Required work: Filter the entries, keeping every line with the string "format".

Provided entries:
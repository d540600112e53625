use std::sync::Mutex;
use tracing::{debug, error, info, warn};

use crate::error::StorageError;
use crate::models::PendingRequest;
use crate::storage::SecureStore;

/// Durable FIFO of mutations waiting for delivery.
///
/// The full list is stored as one encrypted JSON blob under `key` and rewritten
/// on every mutation. No copy is cached in memory: each operation re-reads the
/// persisted list while holding `write_lock`, so a read-modify-write is never
/// interleaved with another one.
pub struct MutationQueue {
    store: SecureStore,
    key: String,
    write_lock: Mutex<()>,
}

impl MutationQueue {
    pub fn new(store: SecureStore, key: impl Into<String>) -> Self {
        Self {
            store,
            key: key.into(),
            write_lock: Mutex::new(()),
        }
    }

    fn lock(&self) -> Result<std::sync::MutexGuard<'_, ()>, StorageError> {
        self.write_lock
            .lock()
            .map_err(|e| StorageError::Poisoned(format!("queue lock: {}", e)))
    }

    /// Unreadable blobs are moved aside to `<key>.corrupted.<ts>` and the queue restarts empty.
    fn load(&self) -> Result<Vec<PendingRequest>, StorageError> {
        let decoded = match self.store.get(&self.key) {
            Ok(None) => return Ok(Vec::new()),
            Ok(Some(json)) => serde_json::from_str::<Vec<PendingRequest>>(&json)
                .map_err(StorageError::Serialization),
            Err(e @ StorageError::Encryption(_)) => Err(e),
            Err(e) => return Err(e),
        };

        match decoded {
            Ok(items) => Ok(items),
            Err(e) => {
                error!("[QUEUE] Stored queue is unreadable ({}), moving it aside", e);
                if let Some(raw) = self.store.get_raw(&self.key)? {
                    let backup_key =
                        format!("{}.corrupted.{}", self.key, chrono::Utc::now().timestamp());
                    self.store.set_raw(&backup_key, &raw)?;
                }
                self.store.remove(&self.key)?;
                Ok(Vec::new())
            }
        }
    }

    fn save(&self, items: &[PendingRequest]) -> Result<(), StorageError> {
        if items.is_empty() {
            return self.store.remove(&self.key);
        }
        let json = serde_json::to_string(items)?;
        self.store.set(&self.key, &json)
    }

    /// Append to the tail. Returns the new queue length.
    pub fn enqueue(&self, request: PendingRequest) -> Result<usize, StorageError> {
        let _guard = self.lock()?;
        let mut items = self.load()?;
        info!(
            "[QUEUE] Enqueue {} {} (position {})",
            request.method,
            request.url,
            items.len() + 1
        );
        items.push(request);
        self.save(&items).map_err(|e| {
            error!("[QUEUE] Failed to persist queue after enqueue: {}", e);
            e
        })?;
        Ok(items.len())
    }

    /// Head of the queue without removing it.
    pub fn front(&self) -> Result<Option<PendingRequest>, StorageError> {
        let _guard = self.lock()?;
        Ok(self.load()?.into_iter().next())
    }

    /// Remove the head once it has been delivered. `delivered` must still be the
    /// head; if the queue was cleared or changed meanwhile nothing is removed.
    pub fn remove_front(&self, delivered: &PendingRequest) -> Result<bool, StorageError> {
        let _guard = self.lock()?;
        let mut items = self.load()?;
        match items.first() {
            Some(head) if head == delivered => {
                items.remove(0);
                self.save(&items)?;
                debug!("[QUEUE] Removed delivered head, {} left", items.len());
                Ok(true)
            }
            _ => {
                warn!(
                    "[QUEUE] Delivered request {} {} is no longer at the head, leaving queue untouched",
                    delivered.method, delivered.url
                );
                Ok(false)
            }
        }
    }

    pub fn snapshot(&self) -> Result<Vec<PendingRequest>, StorageError> {
        let _guard = self.lock()?;
        self.load()
    }

    pub fn len(&self) -> Result<usize, StorageError> {
        Ok(self.snapshot()?.len())
    }

    pub fn is_empty(&self) -> Result<bool, StorageError> {
        Ok(self.len()? == 0)
    }

    /// Drop everything (user switch, manual reset).
    pub fn clear(&self) -> Result<usize, StorageError> {
        let _guard = self.lock()?;
        let dropped = self.load()?.len();
        self.store.remove(&self.key)?;
        if dropped > 0 {
            warn!("[QUEUE] Cleared {} pending requests", dropped);
        }
        Ok(dropped)
    }
}

#[cfg(test)]
mod tests {
    use super::*;
    use crate::crypto::PayloadEncryption;
    use crate::storage::{KeyValueStore, MemoryStore};
    use std::sync::Arc;

    fn pending(url: &str) -> PendingRequest {
        PendingRequest {
            url: url.to_string(),
            method: "POST".to_string(),
            body: Some(serde_json::json!({ "ref": url })),
            headers: Default::default(),
            enqueued_at: 0,
        }
    }

    fn create_queue() -> (MutationQueue, Arc<MemoryStore>, SecureStore) {
        let inner = MemoryStore::new();
        let store = SecureStore::new(
            inner.clone(),
            Arc::new(PayloadEncryption::from_key([9u8; 32])),
        );
        (
            MutationQueue::new(store.clone(), "offline_queue"),
            inner,
            store,
        )
    }

    #[test]
    fn test_enqueue_preserves_order() {
        let (queue, _, _) = create_queue();
        assert_eq!(queue.enqueue(pending("/a")).unwrap(), 1);
        assert_eq!(queue.enqueue(pending("/b")).unwrap(), 2);
        assert_eq!(queue.enqueue(pending("/c")).unwrap(), 3);

        let urls: Vec<String> = queue.snapshot().unwrap().into_iter().map(|p| p.url).collect();
        assert_eq!(urls, vec!["/a", "/b", "/c"]);
        assert_eq!(queue.front().unwrap().unwrap().url, "/a");
    }

    #[test]
    fn test_remove_front_only_removes_matching_head() {
        let (queue, _, _) = create_queue();
        queue.enqueue(pending("/a")).unwrap();
        queue.enqueue(pending("/b")).unwrap();

        assert!(!queue.remove_front(&pending("/b")).unwrap());
        assert_eq!(queue.len().unwrap(), 2);

        assert!(queue.remove_front(&pending("/a")).unwrap());
        assert_eq!(queue.front().unwrap().unwrap().url, "/b");
    }

    #[test]
    fn test_every_mutation_is_persisted() {
        let (queue, _, store) = create_queue();
        queue.enqueue(pending("/a")).unwrap();

        // a second handle over the same storage sees the same list
        let reopened = MutationQueue::new(store, "offline_queue");
        assert_eq!(reopened.len().unwrap(), 1);

        reopened.remove_front(&pending("/a")).unwrap();
        assert!(queue.is_empty().unwrap());
    }

    #[test]
    fn test_queue_is_encrypted_at_rest() {
        let (queue, inner, _) = create_queue();
        queue.enqueue(pending("/customers")).unwrap();
        let raw = inner.get("offline_queue").unwrap().unwrap();
        assert!(!raw.contains("/customers"));
    }

    #[test]
    fn test_corrupted_blob_is_moved_aside() {
        let (queue, inner, store) = create_queue();
        store.set("offline_queue", "{not json").unwrap();

        assert!(queue.is_empty().unwrap());
        assert_eq!(inner.get("offline_queue").unwrap(), None);

        // queue keeps working afterwards
        queue.enqueue(pending("/a")).unwrap();
        assert_eq!(queue.len().unwrap(), 1);
    }

    #[test]
    fn test_clear() {
        let (queue, _, _) = create_queue();
        queue.enqueue(pending("/a")).unwrap();
        queue.enqueue(pending("/b")).unwrap();
        assert_eq!(queue.clear().unwrap(), 2);
        assert!(queue.is_empty().unwrap());
        assert_eq!(queue.clear().unwrap(), 0);
    }
}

Output of the exercise:
            .map_err(|e| StorageError::Poisoned(format!("queue lock: {}", e)))
                        format!("{}.corrupted.{}", self.key, chrono::Utc::now().timestamp());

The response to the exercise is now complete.